Tuesday, 15 December 2015

Text-to-Speech for low resource languages (episode 2): Building a parametric voice

Posted by Alexander Gutkin, Google Speech Team

This is the second episode in the series of posts reporting on the work we are doing to build text-to-speech (TTS) systems for low resource languages. In the previous episode, we described the crowdsourced data collection effort for Project Unison. In this episode, we describe our work to construct a parametric voice based on that data.

In our previous episode, we described building TTS systems for low resource languages, and how one of the objectives of data collection for such systems was to quickly build a database representing multiple speakers. There are two main justifications for this approach. First, professional voice talents are often not available for under-resourced languages, so we need to record ordinary people who get tired reading tedious text rather quickly. Hence, the amount of text a person can record is rather limited and we need multiple speakers for a reasonably sized database that can be used by others as well. Second, we wanted to be able to create a voice that sounds human but is not identifiable as a real person. Various concatenative approaches to speech synthesis, such as unit selection, are not very suitable for this problem.
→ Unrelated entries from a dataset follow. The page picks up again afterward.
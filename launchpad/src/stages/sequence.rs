//! Ordered stage execution with rollback on the first failure.

use std::fmt;
use tracing::{debug, info, warn};

use super::stage::Stage;
use crate::cleanup::GuardStack;
use crate::core::LifecycleEvent;
use crate::errors::FailureKind;
use crate::events::{EventObserver, NoOpObserver};

/// Result of running a [`StageSequence`].
#[derive(Debug)]
pub struct StagingOutcome {
    /// The failing stage's kind, if any stage failed.
    pub failure: Option<FailureKind>,
    /// Guards of the stages that succeeded, in acquisition order.
    pub guards: GuardStack,
}

impl StagingOutcome {
    /// Returns true if every stage succeeded.
    #[must_use]
    pub fn succeeded(&self) -> bool {
        self.failure.is_none()
    }
}

/// An ordered list of acquisition stages.
#[derive(Default)]
pub struct StageSequence {
    stages: Vec<Stage>,
}

impl StageSequence {
    /// Creates an empty sequence.
    #[must_use]
    pub fn new() -> Self {
        Self::default()
    }

    /// Appends a stage.
    #[must_use]
    pub fn stage(mut self, stage: Stage) -> Self {
        self.stages.push(stage);
        self
    }

    /// Appends a stage in place.
    pub fn push(&mut self, stage: Stage) {
        self.stages.push(stage);
    }

    /// Returns the number of stages.
    #[must_use]
    pub fn len(&self) -> usize {
        self.stages.len()
    }

    /// Returns true if there are no stages.
    #[must_use]
    pub fn is_empty(&self) -> bool {
        self.stages.is_empty()
    }

    /// Stage names in declared order.
    #[must_use]
    pub fn names(&self) -> Vec<&str> {
        self.stages.iter().map(Stage::name).collect()
    }

    /// Acquires the stages in order.
    ///
    /// Stops at the first failure: later stages are never attempted and the
    /// failing stage registers no guard. The returned guards belong to the
    /// stages that succeeded; the caller decides when to tear them down.
    pub fn run(self, observer: &dyn EventObserver) -> StagingOutcome {
        let mut guards = GuardStack::new();

        for (ordinal, stage) in self.stages.into_iter().enumerate() {
            let name = stage.name().to_string();
            debug!(stage = %name, ordinal, "acquiring stage");

            match stage.acquire() {
                Ok(guard) => {
                    info!(stage = %name, ordinal, "stage acquired");
                    observer.observe(&LifecycleEvent::stage_acquired(&name, ordinal));
                    guards.push(guard);
                }
                Err((kind, err)) => {
                    warn!(stage = %name, ordinal, kind = kind.as_str(), detail = %err, "stage failed");
                    observer.observe(&LifecycleEvent::stage_failed(
                        &name,
                        ordinal,
                        kind.as_str(),
                        &err.detail,
                    ));
                    return StagingOutcome {
                        failure: Some(kind),
                        guards,
                    };
                }
            }
        }

        StagingOutcome {
            failure: None,
            guards,
        }
    }
}

impl From<Vec<Stage>> for StageSequence {
    fn from(stages: Vec<Stage>) -> Self {
        Self { stages }
    }
}

impl fmt::Debug for StageSequence {
    fn fmt(&self, f: &mut fmt::Formatter<'_>) -> fmt::Result {
        f.debug_struct("StageSequence")
            .field("stages", &self.names())
            .finish()
    }
}

/// Runs `stages` in order without an observer.
pub fn run_stages(stages: Vec<Stage>) -> StagingOutcome {
    StageSequence::from(stages).run(&NoOpObserver)
}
This is because the selection algorithm may join acoustic units from different speakers generating a very unnatural sounding result.
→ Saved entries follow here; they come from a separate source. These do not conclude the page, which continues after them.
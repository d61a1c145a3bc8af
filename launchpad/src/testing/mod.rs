//! Testing utilities for stage lists.
//!
//! This module provides:
//! - ReleaseJournal, a shared record of acquisitions and releases
//! - ScriptedStage, a stage whose outcome is fixed up front

mod scripted;

pub use scripted::{JournalEntry, ReleaseBehavior, ReleaseJournal, ScriptedStage};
Adopting parametric speech synthesis techniques is an attractive approach to building multi-speaker corpora described above. This is because in parametric synthesis the training stage of the statistical component will take care of multiple-speakers by estimating an averaged out representation of various acoustic parameters representing each individual speaker. Depending on number of speakers in the corpus, their acoustic similarity and ratio of speaker genders, the resulting acoustic model can represent an average voice that is indistinguishable from human and yet cannot be traced back to any actual speakers recorded during the data collection.

We decided to use two different approaches to acoustic modeling in our experiments. The first approach uses Hidden Markov Models (HMMs). This well-established technique was pioneered by Prof. Keiichi Tokuda at Nagoya Institute of Technology, Japan and has been widely adopted in academia and industry. It is also supported by a dedicated open-source HMM synthesis toolkit. The resulting models are small enough to fit on mobile devices.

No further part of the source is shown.